Idiopathic pulmonary fibrosis (IPF) is a special manifestation of chronic progressive fibrotic pneumonia of unknown etiology. Idiopathic pulmonary fibrosis is a rare disease, and on May 11, 2018, idiopathic pulmonary fibrosis was designated as one of 121 rare diseases in China's First Rare Disease Catalog. IPF is most common in the elderly, with a median age of 65 years, and is characterized by progressive and worsening dyspnea, accompanied by restrictive ventilation dysfunction and gas exchange disorders, leading to hypoxemia and even respiratory failure. The lesions were confined to the lungs and presented histopathologically and/or radiographically as Usual Interstitial Pneumonia (UIP). The onset of IPF is insidious, and the course of the disease continues to progress, is unpredictable and irreversible. At present, there is a lack of effective treatment, and the prognosis is usually poor. The median survival time of patients is only 3-5 years, and the five-year survival rate is estimated to be about 20%, even lower than the survival rate of many types of cancer. Between 2015 and 2022, the number of people with IPF worldwide increased from 1.4 million to 1.7 million, a compound annual growth rate of 3.0%. Due to the impact of the COVID-19 pandemic, the number of people with IPF worldwide is expected to reach 3 million by 2023. However, at present, there is a shortage of means to treat IPF, and there is a lack of sufficient safety window for either listed drugs or drugs under research, resulting in a huge clinical demand that cannot be met.

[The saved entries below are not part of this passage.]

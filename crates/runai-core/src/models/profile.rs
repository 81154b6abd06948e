use serde::{Deserialize, Serialize};

/// Personal parameters the coach tailors its advice to.
/// Every field is nullable on the wire.
#[derive(Debug, Clone, Default, PartialEq, Serialize, Deserialize)]
#[serde(default)]
pub struct UserProfile {
    pub age: Option<u32>,
    pub weight_kg: Option<f64>,
    pub height_cm: Option<u32>,
    pub sport_goal: Option<String>,
    pub activity_level: Option<String>,
    pub gender: Option<String>,
    pub time_per_week_hours: Option<f64>,
    pub sleep_hours: Option<f64>,
}

#[derive(Debug, Clone, Copy, PartialEq, Eq, Default)]
pub enum Gender {
    #[default]
    Unspecified,
    Male,
    Female,
    Other,
}

impl Gender {
    pub const ALL: [Gender; 4] = [Gender::Unspecified, Gender::Male, Gender::Female, Gender::Other];

    /// Value the backend stores
    pub fn as_wire(&self) -> &'static str {
        match self {
            Gender::Unspecified => "Non spécifié",
            Gender::Male => "Homme",
            Gender::Female => "Femme",
            Gender::Other => "Autre",
        }
    }

    pub fn label(&self) -> &'static str {
        match self {
            Gender::Unspecified => "Not specified",
            Gender::Male => "Male",
            Gender::Female => "Female",
            Gender::Other => "Other",
        }
    }

    pub fn from_wire(value: &str) -> Option<Self> {
        Self::ALL.into_iter().find(|g| g.as_wire() == value)
    }

    pub fn next(&self) -> Self {
        match self {
            Gender::Unspecified => Gender::Male,
            Gender::Male => Gender::Female,
            Gender::Female => Gender::Other,
            Gender::Other => Gender::Unspecified,
        }
    }

    pub fn prev(&self) -> Self {
        match self {
            Gender::Unspecified => Gender::Other,
            Gender::Male => Gender::Unspecified,
            Gender::Female => Gender::Male,
            Gender::Other => Gender::Female,
        }
    }
}

#[derive(Debug, Clone, Copy, PartialEq, Eq, Default)]
pub enum ActivityLevel {
    #[default]
    Beginner,
    Intermediate,
    Advanced,
    Expert,
}

impl ActivityLevel {
    pub const ALL: [ActivityLevel; 4] = [
        ActivityLevel::Beginner,
        ActivityLevel::Intermediate,
        ActivityLevel::Advanced,
        ActivityLevel::Expert,
    ];

    /// Value the backend stores
    pub fn as_wire(&self) -> &'static str {
        match self {
            ActivityLevel::Beginner => "Débutant",
            ActivityLevel::Intermediate => "Intermédiaire",
            ActivityLevel::Advanced => "Avancé",
            ActivityLevel::Expert => "Expert",
        }
    }

    pub fn label(&self) -> &'static str {
        match self {
            ActivityLevel::Beginner => "Beginner (less than a year of running)",
            ActivityLevel::Intermediate => "Intermediate (regular, a few races)",
            ActivityLevel::Advanced => "Advanced (structured training, competitor)",
            ActivityLevel::Expert => "Expert (years of training, performance goals)",
        }
    }

    pub fn from_wire(value: &str) -> Option<Self> {
        Self::ALL.into_iter().find(|l| l.as_wire() == value)
    }

    pub fn next(&self) -> Self {
        match self {
            ActivityLevel::Beginner => ActivityLevel::Intermediate,
            ActivityLevel::Intermediate => ActivityLevel::Advanced,
            ActivityLevel::Advanced => ActivityLevel::Expert,
            ActivityLevel::Expert => ActivityLevel::Beginner,
        }
    }

    pub fn prev(&self) -> Self {
        match self {
            ActivityLevel::Beginner => ActivityLevel::Expert,
            ActivityLevel::Intermediate => ActivityLevel::Beginner,
            ActivityLevel::Advanced => ActivityLevel::Intermediate,
            ActivityLevel::Expert => ActivityLevel::Advanced,
        }
    }
}
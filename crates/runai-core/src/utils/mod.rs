//! Utility functions for string formatting and manipulation.

pub mod format;

pub use format::{avatar_letter, truncate_string};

   HTPEP-001 is an innovative drug of CD36 simulated polypeptide inhalation preparation, which is a TGF-β activation inhibitor with specific pharmacological effects at the molecular level, and can selectively block the activation process of TGF-β under pathological conditions to achieve the purpose of anti-pulmonary fibrosis.

HTPEP-001 can not only block, even reverse the process of tissue fibrosis, in the safety window index can reach 52.7 times the level, much more than the existing and research drugs at home and abroad. HTPEP-001 preclinical data has been accepted and presented publicly at the annual meeting of the American Thoracic Society and the American Society of Clinical Oncology, and has been highly praised by many clinical guideline writers in the relevant field in the United States.

Equity financing, the expected financing amount of 50 million yuan.

Investment budget: RMB 25 million for clinical Phase 1a, 1b and 2a trials of inhaled HTPEP-001, RMB 10 million to support 52-week toxicity trials of inhaled HTPEP-001 clinical phase 3, RMB 10 million for HTPEP-001 US clinical trials, and RMB 5 million for company operations.